Saturday, September 08, 2007

Gender difference in US-based Indians' desire to return to India

Sharath Rao has a friend with an interesting point of view:

... [He] went to say that if one were to compare the marginal improvement in quality of life (India vs. US) for men and women, women get a better deal. Of course, whether there is an overall improvement in quality of life is debatable. But lets say we have a pool of 2000 Indians - 1000 men and 1000 women - who already claim that they see a better future for themselves in the US compared to India, and then see how much that improvement is, women have more to show. In particular, the independence, self-expression and freedom from harassment, from colleagues at workplace and from in-laws and extended family at home, are factors that dominate the reasons women have to insist on ’settling’ down in the US.

I think there is some validity in the stuff about women's sense of greatly expanded independence in the West.
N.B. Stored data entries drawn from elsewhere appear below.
use std::path::Path;

use anyhow::{Context, Error};

use sabayon_api::config::CryptDevice;

const CRYPTTAB_HEADER: &str = "# /etc/crypttab: mappings for encrypted partitions\n\
    # <name> <device> <key file> <options>\n";

/// A representation of a crypttab file.
#[derive(Debug, Default)]
pub struct CryptTab {
    pub entries: Vec<CryptTabEntry>,
}

/// A representation of a single crypttab mapping.
#[derive(Debug, PartialEq, Eq)]
pub struct CryptTabEntry {
    pub name: String,
    pub device: String,
    pub key_file: Option<String>,
    pub options: Vec<String>,
}

impl CryptTab {
    pub fn from_config(devices: &[CryptDevice]) -> Self {
        Self {
            entries: devices.iter().map(CryptTabEntry::from).collect(),
        }
    }

    /// Write this crypttab to disk at location `path`.
    pub fn write(&self, path: impl AsRef<Path>) -> Result<(), Error> {
        crate::files::write_file(path.as_ref(), 0o644, self.render().as_bytes())
            .with_context(|| format!("Failed to write new {}", path.as_ref().display()))
    }

    /// Render this crypttab as a string.
    pub fn render(&self) -> String {
        let mut rendered = CRYPTTAB_HEADER.to_string();
        rendered.extend(self.entries.iter().map(|entry| entry.render()));
        rendered
    }
}

impl From<&CryptDevice> for CryptTabEntry {
    fn from(device: &CryptDevice) -> Self {
        Self {
            name: device.name.clone(),
            device: device.device.clone(),
            key_file: device.key_file.clone(),
            options: device.options.clone(),
        }
    }
}

impl CryptTabEntry {
    /// Render this entry as a line of crypttab.
    pub fn render(&self) -> String {
        let key_file = self.key_file.as_deref().unwrap_or("none");
        if self.options.is_empty() {
            format!("{} {} {}\n", self.name, self.device, key_file)
        } else {
            format!(
                "{} {} {} {}\n",
                self.name,
                self.device,
                key_file,
                self.options.join(",")
            )
        }
    }
}

#[cfg(test)]
mod tests {
    use super::*;

    use indoc::indoc;

    #[test]
    fn test_render() {
        let crypttab = CryptTab::from_config(&[
            CryptDevice {
                name: "luks-root".into(),
                device: "UUID=1234".into(),
                ..Default::default()
            },
            CryptDevice {
                name: "swap".into(),
                device: "/dev/sda2".into(),
                key_file: Some("/dev/urandom".into()),
                options: vec!["swap".into(), "cipher=aes-xts-plain64".into()],
            },
        ]);

        assert_eq!(
            crypttab.render(),
            indoc! {"
                # /etc/crypttab: mappings for encrypted partitions
                # <name> <device> <key file> <options>
                luks-root UUID=1234 none
                swap /dev/sda2 /dev/urandom swap,cipher=aes-xts-plain64
            "}
        );
    }

    #[test]
    fn test_write() {
        let dir = tempfile::tempdir().unwrap();
        let path = dir.path().join("etc/crypttab");
        CryptTab::default().write(&path).unwrap();
        assert_eq!(std::fs::read_to_string(&path).unwrap(), CRYPTTAB_HEADER);
    }
}
use std::{
    collections::BTreeMap,
    fs::File,
    io::Write,
    path::Path,
    sync::Mutex,
    time::Instant,
};

use chrono::{DateTime, Utc};
use log::trace;
use serde::{Deserialize, Serialize};
use serde_json::{json, Value};
use tracing::{
    field::{Field, Visit},
    span, Event, Subscriber,
};
use tracing_subscriber::{layer::Context, registry::LookupSpan, Layer};

use osutils::files;

#[derive(Default)]
struct FieldVisitor {
    fields: BTreeMap<String, Value>,
}

impl Visit for FieldVisitor {
    fn record_i64(&mut self, field: &Field, value: i64) {
        self.fields.insert(field.name().to_string(), json!(value));
    }

    fn record_u64(&mut self, field: &Field, value: u64) {
        self.fields.insert(field.name().to_string(), json!(value));
    }

    fn record_f64(&mut self, field: &Field, value: f64) {
        self.fields.insert(field.name().to_string(), json!(value));
    }

    fn record_bool(&mut self, field: &Field, value: bool) {
        self.fields.insert(field.name().to_string(), json!(value));
    }

    fn record_str(&mut self, field: &Field, value: &str) {
        self.fields.insert(field.name().to_string(), json!(value));
    }

    fn record_debug(&mut self, field: &Field, value: &dyn std::fmt::Debug) {
        self.fields
            .insert(field.name().to_string(), json!(format!("{value:?}")));
    }
}

#[derive(Debug, Serialize, Deserialize)]
pub(crate) struct TraceEntry {
    pub timestamp: DateTime<Utc>,
    pub name: String,
    pub fields: BTreeMap<String, Value>,
}

struct StartTime(Instant);

/// Records how long each instrumented phase took, plus events that carry a
/// `metric_name` field, as JSON lines in a local file.
pub struct PhaseTrace {
    file: Option<Mutex<File>>,
}

impl PhaseTrace {
    pub fn new(path: impl AsRef<Path>) -> Self {
        let file = files::create_file(path.as_ref())
            .map(Mutex::new)
            .map_err(|err| eprintln!("Tracing setup error: failed to create trace file: {err:?}"))
            .ok();
        Self { file }
    }

    fn write(&self, entry: TraceEntry) {
        let Some(file) = self.file.as_ref() else {
            return;
        };
        let line = match serde_json::to_string(&entry) {
            Ok(line) => line,
            Err(e) => {
                trace!("Failed to serialize trace entry: {e}");
                return;
            }
        };
        if let Ok(mut file) = file.lock() {
            if let Err(e) = writeln!(file, "{line}") {
                trace!("Failed to write trace entry: {e}");
            }
        }
    }
}

impl<S> Layer<S> for PhaseTrace
where
    S: Subscriber + for<'span> LookupSpan<'span>,
{
    fn on_event(&self, event: &Event<'_>, _ctx: Context<'_, S>) {
        let mut visitor = FieldVisitor::default();
        event.record(&mut visitor);

        let Some(name) = visitor
            .fields
            .remove("metric_name")
            .and_then(|v| v.as_str().map(str::to_string))
        else {
            return;
        };

        self.write(TraceEntry {
            timestamp: Utc::now(),
            name,
            fields: visitor.fields,
        });
    }

    fn on_new_span(&self, attrs: &span::Attributes<'_>, id: &span::Id, ctx: Context<'_, S>) {
        if let Some(span) = ctx.span(id) {
            let mut visitor = FieldVisitor::default();
            attrs.record(&mut visitor);
            span.extensions_mut().insert(visitor);
        }
    }

    fn on_enter(&self, id: &span::Id, ctx: Context<'_, S>) {
        if let Some(span) = ctx.span(id) {
            span.extensions_mut().insert(StartTime(Instant::now()));
        }
    }

    fn on_exit(&self, id: &span::Id, ctx: Context<'_, S>) {
        let Some(span) = ctx.span(id) else {
            return;
        };
        let mut extensions = span.extensions_mut();
        let Some(StartTime(start)) = extensions.remove::<StartTime>() else {
            return;
        };
        let mut fields = extensions
            .remove::<FieldVisitor>()
            .map(|v| v.fields)
            .unwrap_or_default();
        drop(extensions);

        let execution_time = start.elapsed().as_secs_f64();
        trace!("Phase '{}' took {execution_time:.2} seconds", span.name());
        fields.insert("execution_time".into(), json!(execution_time));

        self.write(TraceEntry {
            timestamp: Utc::now(),
            name: span.name().to_string(),
            fields,
        });
    }
}
pub mod config;
pub mod constants;
pub mod error;
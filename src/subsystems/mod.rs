pub mod bootloader;
pub mod drivers;
pub mod locale;
pub mod network;
pub mod packages;
pub mod secureboot;
pub mod services;
pub mod storage;
pub mod users;
use std::{
    fs::File,
    io::Write,
    path::{Path, PathBuf},
    sync::Mutex,
};

use log::{LevelFilter, Log, Record};

use osutils::files;

use super::LogEntry;

/// Writes every record as one JSON line to a file on the live system. The
/// file is copied into the installed system when the installation ends.
pub struct BackgroundLog {
    path: PathBuf,
    target: Option<Mutex<File>>,
    max_level: LevelFilter,
}

impl BackgroundLog {
    /// Truncates or creates `path`. A file that cannot be created disables
    /// the logger instead of failing the installation.
    pub fn new(path: impl AsRef<Path>) -> Self {
        let target = files::create_file(path.as_ref())
            .map(Mutex::new)
            .map_err(|err| {
                eprintln!("Logging setup error: failed to create background log file: {err:?}")
            })
            .ok();

        Self {
            path: path.as_ref().to_owned(),
            target,
            max_level: LevelFilter::Trace,
        }
    }

    pub fn with_max_level(self, max_level: LevelFilter) -> Self {
        Self { max_level, ..self }
    }

    pub fn path(&self) -> &Path {
        &self.path
    }

    pub fn into_logger(self) -> Box<dyn Log> {
        Box::new(self)
    }

    fn write_entry(&self, record: &Record) -> Result<(), Box<dyn std::error::Error + '_>> {
        let Some(file) = self.target.as_ref() else {
            return Ok(());
        };

        let mut line = serde_json::to_string(&LogEntry::from(record))?;
        line.push('\n');

        let mut file = file.lock()?;
        file.write_all(line.as_bytes())?;
        Ok(())
    }
}

impl Log for BackgroundLog {
    fn enabled(&self, metadata: &log::Metadata) -> bool {
        self.target.is_some() && metadata.level() <= self.max_level
    }

    fn log(&self, record: &Record) {
        // Best effort, a failing log file must not stop the installation.
        let _ = self.write_entry(record);
    }

    fn flush(&self) {
        if let Some(Ok(mut file)) = self.target.as_ref().map(|f| f.lock()) {
            let _ = file.flush();
        }
    }
}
I remember a fellow Indian post-doc (who, it so happens, did her PhD from IISc) that I met in Paris; she was absolutely categorical in saying that the independence she enjoyed there was too important for her to think about returning to India. She said, "Back home, I can't go home after 9:00 p.m. without my neighbours giving me suspicious looks and and some in my own family asking me questions."
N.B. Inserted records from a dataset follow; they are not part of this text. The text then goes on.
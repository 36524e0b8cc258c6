use const_format::formatcp;

// Installer defaults

/// Default location of the mounted live image.
pub const LIVE_ROOT_DEFAULT: &str = "/mnt/livecd";

/// Default location where the target system is mounted.
pub const TARGET_ROOT_DEFAULT: &str = "/mnt/sysimage";

/// Default install configuration path.
pub const INSTALL_CONFIG_PATH_DEFAULT: &str = "/etc/sabayon-installer/config.yaml";

/// Default language of the installed system.
pub const LANGUAGE_DEFAULT: &str = "en_US.UTF-8";

/// Default timezone of the installed system.
pub const TIMEZONE_DEFAULT: &str = "America/New_York";

/// Default console keymap.
pub const CONSOLE_KEYMAP_DEFAULT: &str = "us";

/// Default X11 keyboard model.
pub const XKB_MODEL_DEFAULT: &str = "pc105";

/// Hostname written when none was configured.
pub const HOSTNAME_DEFAULT: &str = "sabayon";

/// Hostname reported when nothing better can be discovered.
pub const HOSTNAME_FALLBACK: &str = "localhost.localdomain";

/// Minimum length of any account password.
pub const PASSWORD_MIN_LENGTH: usize = 6;

/// Minimum length of a user name.
pub const USERNAME_MIN_LENGTH: usize = 2;

// Distribution specific names

/// User account of the live system, removed from the target.
pub const LIVE_USER: &str = "sabayonuser";

/// Main Entropy repository.
pub const REPO_NAME: &str = "sabayonlinux.org";

/// Firewall package installed on the target.
pub const FIREWALL_PACKAGE: &str = "net-firewall/ufw";

/// Firewall service enabled on the target.
pub const FIREWALL_SERVICE: &str = "ufw";

/// Package sets providing input methods and fonts for CJK languages.
pub const ASIAN_FONTS_PACKAGES: &[&str] = &["@ime-fonts-support", "@ime-fonts"];

/// Language codes that need [`ASIAN_FONTS_PACKAGES`].
pub const ASIAN_LANGUAGES: &[&str] = &["ja", "zh", "ko"];

/// Package families providing one package per language, named
/// `<family>-<language>`.
pub const LANGUAGE_PACK_FAMILIES: &[&str] = &[
    "kde-base/kde-l10n",
    "app-office/openoffice-l10n",
    "app-office/libreoffice-l10n",
    "app-dicts/myspell",
    "app-dicts/aspell",
    "app-i18n/man-pages",
];

/// Package owning the installer on the live image.
pub const INSTALLER_PACKAGE: &str = "anaconda";

/// Installer runtime packages dropped from the installed system.
pub const INSTALLER_CLEANUP_PACKAGES: &[&str] = &[
    "app-admin/anaconda",
    "app-misc/anaconda-runtime",
    "app-misc/anaconda-runtime-gui",
    "dev-python/python-blivet",
    "dev-python/python-meh",
    "dev-util/pykickstart",
    "libselinux",
    "sys-process/audit",
];

/// Proprietary video driver packages dropped when the open source stack is
/// in use.
pub const PROPRIETARY_DRIVER_PACKAGES: &[&str] = &[
    "ati-drivers",
    "ati-userspace",
    "nvidia-settings",
    "nvidia-drivers",
    "nvidia-userspace",
];

// Entropy paths, relative to a system root

/// Entropy client database directory. The architecture is appended.
pub const ENTROPY_CLIENT_DATABASE_DIR: &str = "var/lib/entropy/client/database";

/// Entropy client database file name.
pub const ENTROPY_CLIENT_DATABASE_FILENAME: &str = "equo.db";

/// Entropy user package configuration directory.
pub const ENTROPY_PACKAGES_DIR: &str = "etc/entropy/packages";

/// Entropy package sets directory.
pub const ENTROPY_SETS_DIR: &str = formatcp!("{ENTROPY_PACKAGES_DIR}/sets");

/// Name of the package set listing the packages of a fresh install.
pub const INSTALL_BASE_SET: &str = "install_base";

/// Entropy package mask file.
pub const ENTROPY_PACKAGE_MASK: &str = formatcp!("{ENTROPY_PACKAGES_DIR}/package.mask");

/// Entropy package unmask file.
pub const ENTROPY_PACKAGE_UNMASK: &str = formatcp!("{ENTROPY_PACKAGES_DIR}/package.unmask");

/// Hardware hash cached by Entropy, invalid on a new machine.
pub const ENTROPY_HW_HASH: &str = "etc/entropy/.hw.hash";

// SecureBoot

/// SecureBoot private key.
pub const SB_PRIVATE_KEY: &str = "/boot/SecureBoot/user-private.key";

/// SecureBoot public certificate (X.509, PEM).
pub const SB_PUBLIC_X509: &str = "/boot/SecureBoot/user-public.crt";

/// SecureBoot public certificate to be enrolled (DER).
pub const SB_PUBLIC_DER: &str = "/boot/efi/EFI/sabayon/enroll-this.cer";

/// Script generating the SecureBoot key material.
pub const SB_MAKE_SCRIPT: &str = "/usr/lib/quickinst/make-secureboot.sh";

/// Upper bound on DER file name collisions.
pub const SB_DER_MAX_SUFFIX: u32 = 1000;

// Drivers

/// Version of the NVIDIA legacy driver running on the live system.
pub const NVIDIA_LEGACY_RUNNING: &str = "/lib/nvidia/legacy/running";

/// Directory on the live image holding installer data.
pub const INSTALL_DATA_DIR: &str = "/install-data";

/// Package files of drivers shipped on the live image.
pub const INSTALL_DATA_DRIVERS_DIR: &str = formatcp!("{INSTALL_DATA_DIR}/drivers");

/// Marker left by the live system when bumblebee is active.
pub const BUMBLEBEE_ENABLED_MARKER: &str = "/tmp/.bumblebee.enabled";

/// OpenGL profile environment file.
pub const OPENGL_ENV_FILE: &str = "/etc/env.d/03opengl";

/// Default OpenGL profile.
pub const OPENGL_PROFILE_DEFAULT: &str = "xorg-x11";

// Logging

/// Background log file, copied into the target at the end of the install.
pub const INSTALLER_BACKGROUND_LOG_PATH: &str = "/tmp/sabayon-installer.log";

/// Trace file, copied into the target at the end of the install.
pub const INSTALLER_TRACE_PATH: &str = "/tmp/sabayon-installer-trace.jsonl";

/// Scratch content index of files excluded from the copy.
pub const CONTENT_INDEX_PATH_DEFAULT: &str = "/tmp/sabayon-installer-files.db";

/// Log files copied into the target.
pub const INSTALLER_LOG_FILES: &[&str] = &[
    INSTALLER_BACKGROUND_LOG_PATH,
    INSTALLER_TRACE_PATH,
    "/tmp/lvmout",
    "/tmp/resize.out",
    "/tmp/program.log",
    "/tmp/storage.log",
];

/// Directory of the target receiving the installer logs.
pub const INSTALLER_LOG_DIR: &str = "var/log/installer";
use std::path::{Path, PathBuf};

fn strip_root(path: &Path) -> &Path {
    match path.strip_prefix("/") {
        Ok(relative) => relative,
        Err(_) => path,
    }
}

/// Join an absolute path onto `root`, e.g. ('/mnt/sysimage', '/etc') -> '/mnt/sysimage/etc'.
pub fn join_relative(root: impl AsRef<Path>, path: impl AsRef<Path>) -> PathBuf {
    root.as_ref().join(strip_root(path.as_ref()))
}

/// Express `path`, which lives under `root`, as an absolute path inside
/// `root`. Returns `None` when `path` is not under `root`.
pub fn rebase_absolute(root: impl AsRef<Path>, path: impl AsRef<Path>) -> Option<PathBuf> {
    path.as_ref()
        .strip_prefix(root.as_ref())
        .ok()
        .map(|relative| Path::new("/").join(relative))
}

#[cfg(test)]
mod tests {
    use super::*;

    #[test]
    fn test_join_relative() {
        assert_eq!(
            join_relative("/mnt/sysimage", "/etc"),
            Path::new("/mnt/sysimage/etc")
        );
        assert_eq!(
            join_relative("/mnt/sysimage", "etc/hostname"),
            Path::new("/mnt/sysimage/etc/hostname")
        );
        assert_eq!(join_relative("/", "/etc"), Path::new("/etc"));
    }

    #[test]
    fn test_rebase_absolute() {
        assert_eq!(
            rebase_absolute("/mnt/livecd", "/mnt/livecd/usr/bin/ls"),
            Some(PathBuf::from("/usr/bin/ls"))
        );
        assert_eq!(
            rebase_absolute("/mnt/livecd", "/mnt/livecd"),
            Some(PathBuf::from("/"))
        );
        assert_eq!(rebase_absolute("/mnt/livecd", "/etc/passwd"), None);
    }
}
//! Installation flavors offered by the live images.

use std::fmt;

use log::debug;

use sabayon_api::error::{InstallerError, InvalidInputError};

use crate::entropy::PackageManager;

/// Package groups selected by a named task.
pub type Task = (&'static str, &'static [&'static str]);

#[derive(Debug, Clone, PartialEq, Eq)]
pub struct InstallClass {
    pub id: &'static str,
    pub name: &'static str,
    pub description: &'static str,
    pub tasks: &'static [Task],
    /// Filesystem proposed for the root volume.
    pub default_filesystem: &'static str,
    /// Session written as the desktop manager default, if any.
    pub dmrc: Option<&'static str>,
    /// Drop NetworkManager in favour of plain interface configuration.
    pub simple_networking: bool,
    /// The class is only offered when this package is installed on the live
    /// image.
    pub required_package: Option<&'static str>,
    pub sort_priority: u32,
}

const DESKTOP_TASKS: &[Task] = &[
    (
        "Graphical Desktop",
        &[
            "admin-tools",
            "base",
            "base-x",
            "core",
            "editors",
            "fonts",
            "games",
            "graphical-internet",
            "graphics",
            "hardware-support",
            "input-methods",
            "java",
            "office",
            "printing",
            "sound-and-video",
            "text-internet",
        ],
    ),
    (
        "Software Development",
        &[
            "base",
            "base-x",
            "core",
            "development-libs",
            "development-tools",
            "editors",
            "fonts",
            "graphical-internet",
            "graphics",
            "hardware-support",
            "input-methods",
            "java",
            "text-internet",
            "x-software-development",
        ],
    ),
    (
        "Web Server",
        &[
            "admin-tools",
            "base",
            "base-x",
            "core",
            "editors",
            "graphical-internet",
            "hardware-support",
            "java",
            "text-internet",
            "web-server",
        ],
    ),
    ("Minimal", &["core"]),
];

const DEFAULT_FILESYSTEM: &str = "ext4";

const fn desktop(
    id: &'static str,
    name: &'static str,
    description: &'static str,
    dmrc: Option<&'static str>,
    required_package: Option<&'static str>,
) -> InstallClass {
    InstallClass {
        id,
        name,
        description,
        tasks: DESKTOP_TASKS,
        default_filesystem: DEFAULT_FILESYSTEM,
        dmrc,
        simple_networking: false,
        required_package,
        sort_priority: 10000,
    }
}

static INSTALL_CLASSES: &[InstallClass] = &[
    InstallClass {
        id: "sabayon",
        name: "Sabayon",
        description: "Install the desktop shipped on this live image. After this installation \
                      process you will be able to install additional packages.",
        tasks: DESKTOP_TASKS,
        default_filesystem: DEFAULT_FILESYSTEM,
        dmrc: None,
        simple_networking: false,
        required_package: None,
        sort_priority: 10001,
    },
    desktop(
        "sabayon_gnome",
        "Sabayon GNOME Desktop",
        "Select this installation type for a default installation with the GNOME desktop \
         environment. After this installation process you will be able to install additional \
         packages.",
        Some("gnome"),
        Some("gnome-base/gnome-session"),
    ),
    desktop(
        "sabayon_kde",
        "Sabayon KDE Desktop",
        "Select this installation type for a default installation with the KDE desktop \
         environment. After this installation process you will be able to install additional \
         packages.",
        Some("KDE-4"),
        Some("kde-base/kdebase-startkde"),
    ),
    desktop(
        "sabayon_mate",
        "Sabayon MATE Desktop",
        "Select this installation type for a default installation with the MATE desktop \
         environment. After this installation process you will be able to install additional \
         packages.",
        Some("mate"),
        Some("mate-base/mate-session-manager"),
    ),
    desktop(
        "sabayon_xfce",
        "Sabayon Xfce Desktop",
        "Select this installation type for a default installation with the Xfce desktop \
         environment. After this installation process you will be able to install additional \
         packages.",
        Some("xfce"),
        Some("xfce-base/xfce4-session"),
    ),
    InstallClass {
        id: "sabayon_corecd",
        name: "Sabayon Core",
        description: "Select this installation type to just install a Core System without \
                      graphical applications. This is the best choice for Server-oriented \
                      deployments.",
        tasks: &[("Minimal", &["core"])],
        default_filesystem: DEFAULT_FILESYSTEM,
        dmrc: None,
        simple_networking: true,
        required_package: None,
        sort_priority: 9998,
    },
];

impl InstallClass {
    /// Whether the class should be hidden because the live image lacks its
    /// desktop. Lookup failures hide the class.
    pub fn is_hidden(&self, packages: &dyn PackageManager) -> bool {
        match self.required_package {
            Some(package) => match packages.is_installed(package) {
                Ok(installed) => !installed,
                Err(e) => {
                    debug!("Hiding install class '{}': {e:?}", self.id);
                    true
                }
            },
            None => false,
        }
    }
}

impl fmt::Display for InstallClass {
    fn fmt(&self, f: &mut fmt::Formatter<'_>) -> fmt::Result {
        write!(f, "{} ({})", self.name, self.id)
    }
}

/// All known classes, by ascending sort priority.
pub fn all() -> Vec<&'static InstallClass> {
    let mut classes: Vec<_> = INSTALL_CLASSES.iter().collect();
    classes.sort_by_key(|class| class.sort_priority);
    classes
}

/// Find a class by id. The `sabayon_` prefix may be omitted.
pub fn lookup(id: &str) -> Result<&'static InstallClass, InstallerError> {
    INSTALL_CLASSES
        .iter()
        .find(|class| class.id == id || class.id.strip_prefix("sabayon_") == Some(id))
        .ok_or_else(|| InstallerError::new(InvalidInputError::UnknownInstallClass { id: id.into() }))
}

#[cfg(test)]
mod tests {
    use super::*;

    use sabayon_api::error::ErrorKind;

    use crate::entropy::fake::FakePackageManager;

    #[test]
    fn test_lookup() {
        assert_eq!(lookup("sabayon").unwrap().id, "sabayon");
        assert_eq!(lookup("sabayon_kde").unwrap().id, "sabayon_kde");
        assert_eq!(lookup("xfce").unwrap().id, "sabayon_xfce");

        let corecd = lookup("corecd").unwrap();
        assert!(corecd.simple_networking);
        assert_eq!(corecd.dmrc, None);

        assert_eq!(
            lookup("fluxbox").unwrap_err().kind(),
            &ErrorKind::InvalidInput(InvalidInputError::UnknownInstallClass {
                id: "fluxbox".into()
            })
        );
    }

    #[test]
    fn test_all_sorted() {
        let classes = all();
        assert_eq!(classes.len(), 6);
        assert_eq!(classes[0].id, "sabayon_corecd");
        assert!(classes
            .windows(2)
            .all(|w| w[0].sort_priority <= w[1].sort_priority));
        assert!(classes.iter().filter(|c| c.simple_networking).count() == 1);
    }

    #[test]
    fn test_hidden() {
        let packages = FakePackageManager::with_installed(&["mate-base/mate-session-manager"]);
        assert!(!lookup("mate").unwrap().is_hidden(&packages));
        assert!(lookup("gnome").unwrap().is_hidden(&packages));
        assert!(!lookup("corecd").unwrap().is_hidden(&packages));
    }

    #[test]
    fn test_display() {
        assert_eq!(
            lookup("corecd").unwrap().to_string(),
            "Sabayon Core (sabayon_corecd)"
        );
    }
}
I also recall a Pittsburgh couple who returned to India despite the wife's wishes to stay in the US (alas, I don't know her reasons); their marriage didn't last long after that (and, to complicate matters, the guy is back in the US after his second marriage!).

So, that's two more data points for Sharath's friend's. But we remember what we are primed to remember. Also, we remember what sticks out, sometimes at the expense of the mundane and the ordinary: I live in a place with tons of people who returned from abroad (and who keep shuttling back and forth!), and they all seem to enjoy being here. Thus, I get the feeling that while there may indeed be a skew in one's desire to stay on in the West, this skew is probably small.